Gonzalo: «Álvaro Mutis, che viveva qui in Messico, molto vicino a casa nostra. Mio padre aveva una fiducia assoluta in lui. E poi Carmen Balcells, ma erano veramente poche le persone coinvolte nel suo processo creativo».
Con gli scrittori e gli intellettuali che frequentavano casa vostra non parlava di letteratura?
Rodrigo: «Parlava di tutto: politica, vita quotidiana, arte, musica e libri, ma poco di teoria letteraria».
Perché?
Gonzalo: «Non vedeva la letteratura in quei termini, e poi a Gabo piaceva più ascoltare che parlare. La mattina lavorava e nei pomeriggi, quasi senza eccezioni, vedeva amici intimi o persone che avevano a che fare con i suoi interessi. Quasi mai conduceva la conversazione, restava in ascolto, sembrava esaminare le persone, forse si aspettava che gli spifferassero qualche segreto. Ciò che contava per lui era ottenere informazioni e questo in un’epoca dove non c’erano Internet e i social. L’informazione era la sua grande ossessione e infatti era sempre al telefono. Mia madre se ne lamentò per tutta la vita, diceva che sarebbero andati in rovina per via delle bollette».
E in politica? Qual era la sua ossessione?
Gonzalo: «Sempre la stessa, la pace in Colombia».
Dalla fine degli anni Settanta Gabo iniziò a trascorrere dei lunghi periodi a Cuba e divenne amico di Fidel Castro. Di cosa parlavano?
Gonzalo: «Non ci raccontava le loro conversazioni, ma quando si riferiva a lui lo faceva sempre con grande affetto».

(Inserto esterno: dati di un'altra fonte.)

pub mod ansi;
pub mod json;
pub mod registry;

use crate::error::{ErrorCode, ErrorKind, MangoError, SourcePos};

#[derive(Debug, Clone, PartialEq, Eq)]
pub enum Severity {
    Error,
    #[allow(dead_code)] // forward infrastructure for future warning diagnostics
    Warning,
}

#[derive(Debug, Clone)]
pub struct Label {
    pub pos: SourcePos,
    pub message: String,
    pub is_primary: bool,
}

#[derive(Debug, Clone)]
pub struct Diagnostic {
    pub severity: Severity,
    pub kind: ErrorKind,
    pub code: Option<ErrorCode>,
    pub message: String,
    pub labels: Vec<Label>,
    pub notes: Vec<String>,
    pub suggestion: Option<String>,
    /// Text of the file the primary label points into.
    pub source: Option<String>,
}

impl Diagnostic {
    pub fn error(kind: ErrorKind, message: impl Into<String>) -> Self {
        Diagnostic {
            severity: Severity::Error,
            kind,
            code: None,
            message: message.into(),
            labels: Vec::new(),
            notes: Vec::new(),
            suggestion: None,
            source: None,
        }
    }

    pub fn with_code(mut self, code: ErrorCode) -> Self {
        self.code = Some(code);
        self
    }

    pub fn with_pos(mut self, pos: SourcePos, label: impl Into<String>) -> Self {
        self.labels.push(Label { pos, message: label.into(), is_primary: true });
        self
    }

    pub fn with_secondary_pos(mut self, pos: SourcePos, label: impl Into<String>) -> Self {
        self.labels.push(Label { pos, message: label.into(), is_primary: false });
        self
    }

    pub fn with_note(mut self, note: impl Into<String>) -> Self {
        self.notes.push(note.into());
        self
    }

    pub fn with_suggestion(mut self, suggestion: impl Into<String>) -> Self {
        self.suggestion = Some(suggestion.into());
        self
    }

    pub fn with_source(mut self, source: impl Into<String>) -> Self {
        self.source = Some(source.into());
        self
    }

    pub fn primary(&self) -> Option<&Label> {
        self.labels.iter().find(|l| l.is_primary)
    }

    /// `"<Kind> Error (File 'f', Line l, Column c)"`, or just the kind
    /// label when nothing locates the error.
    pub fn headline(&self) -> String {
        match self.primary() {
            Some(label) => format!("{} ({})", self.kind, label.pos),
            None => self.kind.to_string(),
        }
    }
}

impl From<&MangoError> for Diagnostic {
    fn from(e: &MangoError) -> Self {
        let mut d = Diagnostic::error(e.kind, &e.message).with_code(e.code);
        if let Some(pos) = &e.pos {
            d = d.with_pos(pos.clone(), "here");
        }
        if let Some(outer) = &e.outer {
            d = d.with_secondary_pos(outer.clone(), format!("included from {outer}"));
        }
        if registry::lookup(&e.code.to_string()).is_some() {
            d = d.with_suggestion(format!("run 'mango --explain {}' for details", e.code));
        }
        d
    }
}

Rodrigo: «Un affetto personale, non erano d’accordo su tutto».
Del suo vecchio amico Mario Vargas Llosa, invece, parlava mai?
Gonzalo: «Quando Vargas Llosa lo prese a pugni, nel 1976, alla première di un film a Città del Messico, noi eravamo molto giovani. Non abbiamo fatto domande allora e neanche dopo, non era un buon argomento. Sappiamo solo che non si sono mai più parlati. Sul perché, sono circolate diverse versioni, ma nessuna di queste è venuta da Gabo e Mario».
Rodrigo: «In altre parole, sono solo speculazioni».
Se poteste dire qualcosa oggi a Gabo, con questo libro tra le mani, cosa direste?
Gonzalo: «È molto meglio di come lo avevi giudicato. Non preoccuparti, lascia che le persone possano leggerlo ed esprimere un’opinione».
Rodrigo: «Volevamo fare la cosa giusta. Perdonaci, almeno un po’».